Una débacle tanto inaspettata quanto inspiegabile. Una resa anticipata in pieno stile Lakers, con tanto di rimonta illusoria. Questa è stata Gara 3, che ci ha lasciato in una situazione pessima dal punto di vista ambientale e di inerzia.
L’incipit di Gara 4 certamente non fa ben sperare: iniziamo con un parziale di 8-3 condito dai giusti ingredienti per il disastro: difesa nel pitturato insufficiente e aggressività zero nell’altra metà campo. Kobe, che secondo il box score prende 13 tiri (?) gioca un buon primo tempo anche e soprattutto in fase distributiva, ragion per cui mettiamo spesso la testa avanti a differenza di Gara 3, ma non riusciamo a restare avanti nè a controllare il ritmo per un periodo prolungato…

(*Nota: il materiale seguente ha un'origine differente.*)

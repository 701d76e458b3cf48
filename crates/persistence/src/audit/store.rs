//! JSONL Audit Store - append-only writer
//!
//! Ghi audit records vào files JSONL theo ngày: `audit-2026-01-25.jsonl`.

use super::StoredAuditRecord;
use crate::cipher::FieldCipher;
use crate::error::PersistenceResult;
use chrono::NaiveDate;
use std::fs::{self, File, OpenOptions};
use std::io::{BufWriter, Write};
use std::path::{Path, PathBuf};
use std::sync::atomic::{AtomicU64, Ordering};
use std::sync::Mutex;
use tellerbank_core::{
    AuditEntry, AuditError, AuditResult, AuditSink, AuthRecord, TransactionRecord,
};

pub(crate) const FILE_PREFIX: &str = "audit-";
pub(crate) const FILE_EXTENSION: &str = "jsonl";

pub(crate) fn file_name_for(date: NaiveDate) -> String {
    format!("{}{}.{}", FILE_PREFIX, date.format("%Y-%m-%d"), FILE_EXTENSION)
}

pub(crate) fn is_audit_file(path: &Path) -> bool {
    let has_ext = path.extension().map_or(false, |ext| ext == FILE_EXTENSION);
    let has_prefix = path
        .file_name()
        .and_then(|name| name.to_str())
        .map_or(false, |name| name.starts_with(FILE_PREFIX));
    has_ext && has_prefix
}

/// Audit Store - ghi audit records vào files JSONL.
pub struct JsonlAuditSink {
    /// Thư mục chứa audit files
    base_path: PathBuf,
    /// Counter cho record ID
    record_counter: AtomicU64,
    /// Current file writer (thread-safe)
    current_writer: Mutex<Option<AuditWriter>>,
    /// Mã hóa field `reason` nếu có key
    cipher: Option<FieldCipher>,
}

struct AuditWriter {
    date: NaiveDate,
    writer: BufWriter<File>,
}

impl JsonlAuditSink {
    /// Tạo store mới
    ///
    /// # Arguments
    /// * `base_path` - Đường dẫn thư mục chứa audit files (e.g., "data/audit")
    pub fn new<P: AsRef<Path>>(base_path: P) -> PersistenceResult<Self> {
        let base_path = base_path.as_ref().to_path_buf();

        // Tạo thư mục nếu chưa có
        fs::create_dir_all(&base_path)?;

        // Đọc counter từ existing files
        let record_counter = Self::load_record_counter(&base_path)?;

        Ok(Self {
            base_path,
            record_counter: AtomicU64::new(record_counter),
            current_writer: Mutex::new(None),
            cipher: None,
        })
    }

    /// Bật mã hóa cho field reason
    pub fn with_cipher(mut self, cipher: FieldCipher) -> Self {
        self.cipher = Some(cipher);
        self
    }

    /// Lấy base path
    pub fn base_path(&self) -> &Path {
        &self.base_path
    }

    /// Load record counter từ files hiện có
    fn load_record_counter(base_path: &Path) -> PersistenceResult<u64> {
        let mut max_id: u64 = 0;

        for entry in fs::read_dir(base_path)?.flatten() {
            let path = entry.path();
            if !is_audit_file(&path) {
                continue;
            }
            let Ok(content) = fs::read_to_string(&path) else {
                continue;
            };
            for line in content.lines() {
                if let Ok(record) = serde_json::from_str::<StoredAuditRecord>(line) {
                    if let Some(num) = record.sequence() {
                        max_id = max_id.max(num);
                    }
                }
            }
        }

        Ok(max_id + 1)
    }

    /// Generate record ID mới
    pub fn next_record_id(&self) -> String {
        let id = self.record_counter.fetch_add(1, Ordering::SeqCst);
        format!("AUD_{:06}", id)
    }

    /// Ghi entry vào store, trả về record ID
    pub fn append(&self, entry: AuditEntry) -> AuditResult<String> {
        let date = entry.timestamp().date_naive();
        let record = StoredAuditRecord {
            record_id: self.next_record_id(),
            entry,
        };
        let json = serde_json::to_string(&record)?;

        let mut guard = self
            .current_writer
            .lock()
            .map_err(|_| AuditError::Unavailable("audit writer lock poisoned".to_string()))?;

        // Kiểm tra cần mở file mới không
        let needs_new_file = guard.as_ref().map_or(true, |w| w.date != date);

        if needs_new_file {
            let path = self.base_path.join(file_name_for(date));
            let file = OpenOptions::new().create(true).append(true).open(&path)?;
            *guard = Some(AuditWriter {
                date,
                writer: BufWriter::new(file),
            });
        }

        if let Some(ref mut w) = *guard {
            writeln!(w.writer, "{}", json)?;
            w.writer.flush()?;
        }

        Ok(record.record_id)
    }

    /// Lấy tất cả audit files, sắp xếp theo ngày
    pub fn list_files(&self) -> PersistenceResult<Vec<PathBuf>> {
        let mut files: Vec<PathBuf> = fs::read_dir(&self.base_path)?
            .filter_map(|e| e.ok())
            .map(|e| e.path())
            .filter(|p| is_audit_file(p))
            .collect();

        files.sort();
        Ok(files)
    }

    /// Flush pending writes
    pub fn flush(&self) -> AuditResult<()> {
        let mut guard = self
            .current_writer
            .lock()
            .map_err(|_| AuditError::Unavailable("audit writer lock poisoned".to_string()))?;
        if let Some(ref mut w) = *guard {
            w.writer.flush()?;
        }
        Ok(())
    }

    fn protect(&self, record: &TransactionRecord) -> AuditResult<TransactionRecord> {
        let mut record = record.clone();
        if let (Some(cipher), Some(reason)) = (&self.cipher, record.reason.as_deref()) {
            let encrypted = cipher
                .encrypt(reason)
                .map_err(|e| AuditError::Encryption(e.to_string()))?;
            record.reason = Some(encrypted);
            record.reason_encrypted = true;
        }
        Ok(record)
    }
}

impl AuditSink for JsonlAuditSink {
    fn record_transaction(&self, record: &TransactionRecord) -> AuditResult<()> {
        let record = self.protect(record)?;
        self.append(AuditEntry::Transaction(record)).map(|_| ())
    }

    fn record_auth(&self, record: &AuthRecord) -> AuditResult<()> {
        self.append(AuditEntry::Auth(record.clone())).map(|_| ())
    }
}

impl Drop for JsonlAuditSink {
    fn drop(&mut self) {
        let _ = self.flush();
    }
}

#[cfg(test)]
mod tests {
    use super::*;
    use rust_decimal_macros::dec;
    use tellerbank_core::{Outcome, TransactionKind};
    use tempfile::tempdir;

    fn lodgement(reason: Option<&str>) -> TransactionRecord {
        TransactionRecord::new(
            "teller1",
            "0b7e4f7e-3f0a-4c8e-9a51-0d3c2f1b9a10",
            "Alice",
            TransactionKind::Lodgement,
            Outcome::Success,
        )
        .with_amount(dec!(15000))
        .with_reason(reason)
    }

    #[test]
    fn test_audit_store_append() {
        let dir = tempdir().unwrap();
        let store = JsonlAuditSink::new(dir.path()).unwrap();

        store.record_transaction(&lodgement(Some("Inheritance"))).unwrap();
        store
            .record_auth(&AuthRecord::new("teller1", Outcome::Success, "Bank Teller"))
            .unwrap();
        store.flush().unwrap();

        let files = store.list_files().unwrap();
        assert_eq!(files.len(), 1);

        let content = fs::read_to_string(&files[0]).unwrap();
        let lines: Vec<&str> = content.lines().collect();
        assert_eq!(lines.len(), 2);
        assert!(lines[0].contains("AUD_000001"));
        assert!(lines[0].contains("lodgement"));
        assert!(lines[0].contains("Inheritance"));
        assert!(lines[1].contains("AUD_000002"));
        assert!(lines[1].contains("\"category\":\"auth\""));
    }

    #[test]
    fn test_audit_store_counter() {
        let dir = tempdir().unwrap();
        let store = JsonlAuditSink::new(dir.path()).unwrap();

        assert_eq!(store.next_record_id(), "AUD_000001");
        assert_eq!(store.next_record_id(), "AUD_000002");
    }

    #[test]
    fn test_audit_store_reload_counter() {
        let dir = tempdir().unwrap();

        {
            let store = JsonlAuditSink::new(dir.path()).unwrap();
            store.record_transaction(&lodgement(None)).unwrap();
            store.record_transaction(&lodgement(None)).unwrap();
        }

        {
            let store = JsonlAuditSink::new(dir.path()).unwrap();
            assert_eq!(store.next_record_id(), "AUD_000003");
        }
    }

    #[test]
    fn test_reason_encrypted_at_rest() {
        let dir = tempdir().unwrap();
        let cipher = FieldCipher::from_hex(&FieldCipher::generate_key_hex()).unwrap();
        let store = JsonlAuditSink::new(dir.path())
            .unwrap()
            .with_cipher(cipher.clone());

        store.record_transaction(&lodgement(Some("Sold my car"))).unwrap();
        store.flush().unwrap();

        let files = store.list_files().unwrap();
        let content = fs::read_to_string(&files[0]).unwrap();
        assert!(!content.contains("Sold my car"));

        let stored: StoredAuditRecord = serde_json::from_str(content.lines().next().unwrap()).unwrap();
        let record = stored.entry.as_transaction().unwrap();
        assert!(record.reason_encrypted);
        assert_eq!(
            cipher.decrypt(record.reason.as_deref().unwrap()).unwrap(),
            "Sold my car"
        );
        assert_eq!(record.amount, dec!(15000));
    }

    #[test]
    fn test_ignores_foreign_files() {
        let dir = tempdir().unwrap();
        fs::write(dir.path().join("notes.jsonl"), "{\"record_id\":\"AUD_000099\"}\n").unwrap();

        let store = JsonlAuditSink::new(dir.path()).unwrap();
        assert_eq!(store.next_record_id(), "AUD_000001");
        assert!(store.list_files().unwrap().is_empty());
    }
}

Risultato: ritmo della partita dettato dai Nuggets e non da noi, punti della panchina (ovviamente) a loro favore e una difficoltà atavica a gestire situazioni di pick & roll rapido, di transizione o semi-transizione. Il primo quarto si conclude 28-26 per gli uomini del Colorado, con Miller e un ritrovato Gall(in)o sugli scudi, e la combo Faried/McGee che influenza, in un modo o nell’altro, il match.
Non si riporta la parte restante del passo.